Figure 1.

Computational analysis of chromatin features at recurrent translocation genes. (A) Strategy for analysis of chromatin features using a population or individual gene approach. Seventy-four frequent translocation genes were identified, and, for each translocation gene, 100 control genes were selected with closely matched properties: expression, size, exon percentage, number of exons, and GC percentage. (B) For population analysis, a kernel density plot comparing H3K4me1 signal density distribution in 74 translocation genes versus 5076 control genes is shown. Signal density was measured over each annotated gene body ±2 kb, and the average read count (number of tags per kilobase per 1 million reads) in each gene is represented on the X-axis. The distribution of H3K4me1 in translocation genes is significantly enriched compared with control genes. (*) P < 0.01, Wilcoxon test. (C) For individual gene analysis, the average read count (number of tags per kilobase per 1 million reads) for each histone modification of each translocation gene (red dot) was compared with its 100 control genes (box plot).
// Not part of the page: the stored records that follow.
//! Transport seam between the driver and the wire.
//!
//! The driver models one submission as a cancellable asynchronous task
//! with a separate progress channel, rather than independent callback
//! slots: the transport resolves to a single [`ChunkOutcome`] and
//! reports transport-acknowledged bytes on the channel as it goes.

use std::future::Future;
use std::pin::Pin;

use tokio::sync::mpsc;
use tokio_util::sync::CancellationToken;

use chunkport_protocol::ContentRange;

use crate::error::ClientError;

/// A boxed future returned by transport methods.
pub type TransportFuture<'a, T> = Pin<Box<dyn Future<Output = T> + Send + 'a>>;

/// One byte-range submission handed to the transport.
#[derive(Debug, Clone)]
pub struct ChunkSubmission {
    pub session_id: String,
    pub filename: String,
    pub range: ContentRange,
    pub data: Vec<u8>,
}

/// Terminal result of a chunk submission attempt.
#[derive(Debug, Clone, PartialEq, Eq)]
pub enum ChunkOutcome {
    /// The server acknowledged the whole chunk.
    Completed,
    /// The cancellation token fired before the chunk was acknowledged.
    Aborted,
    /// Transport failure or server rejection; the reason is
    /// human-readable and the driver surfaces it verbatim.
    Failed(String),
}

/// Abstract connection to the upload server.
///
/// Implementations wrap whatever actually carries the bytes — an HTTP
/// client, a WebSocket, or an in-process loopback for tests. Using a
/// trait keeps the driver decoupled from transport and testable with
/// mocks.
pub trait UploadTransport: Send + Sync {
    /// Creates an upload session for `filename`, returning the session id.
    fn create_session(&self, filename: &str) -> TransportFuture<'_, Result<String, ClientError>>;

    /// Submits one chunk.
    ///
    /// `progress` carries the cumulative number of bytes handed to the
    /// wire for this attempt — bytes *sent*, not bytes durably
    /// persisted; the two can diverge under retry. `cancel` must be
    /// honored mid-flight: once it fires the transport stops sending
    /// and resolves to [`ChunkOutcome::Aborted`].
    fn send_chunk(
        &self,
        submission: ChunkSubmission,
        progress: mpsc::Sender<u64>,
        cancel: CancellationToken,
    ) -> TransportFuture<'_, ChunkOutcome>;

    /// Queries the number of bytes persisted for a session.
    fn fetch_status(
        &self,
        session_id: &str,
        filename: &str,
    ) -> TransportFuture<'_, Result<u64, ClientError>>;
}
The percentage of control genes whose tag densities were lower than that of the translocation gene was calculated (rank listed below the X-axis). (D) Heat map of individual analyses of histone modifications and DNase I hypersensitivity for 74 translocation genes. The percentiles of each translocation gene ranked amongst its control genes are indicated. The rank of expression for translocation genes from 1 to 74 is shown at the right. Translocation genes were hierarchically clustered using the overall ranking matrix.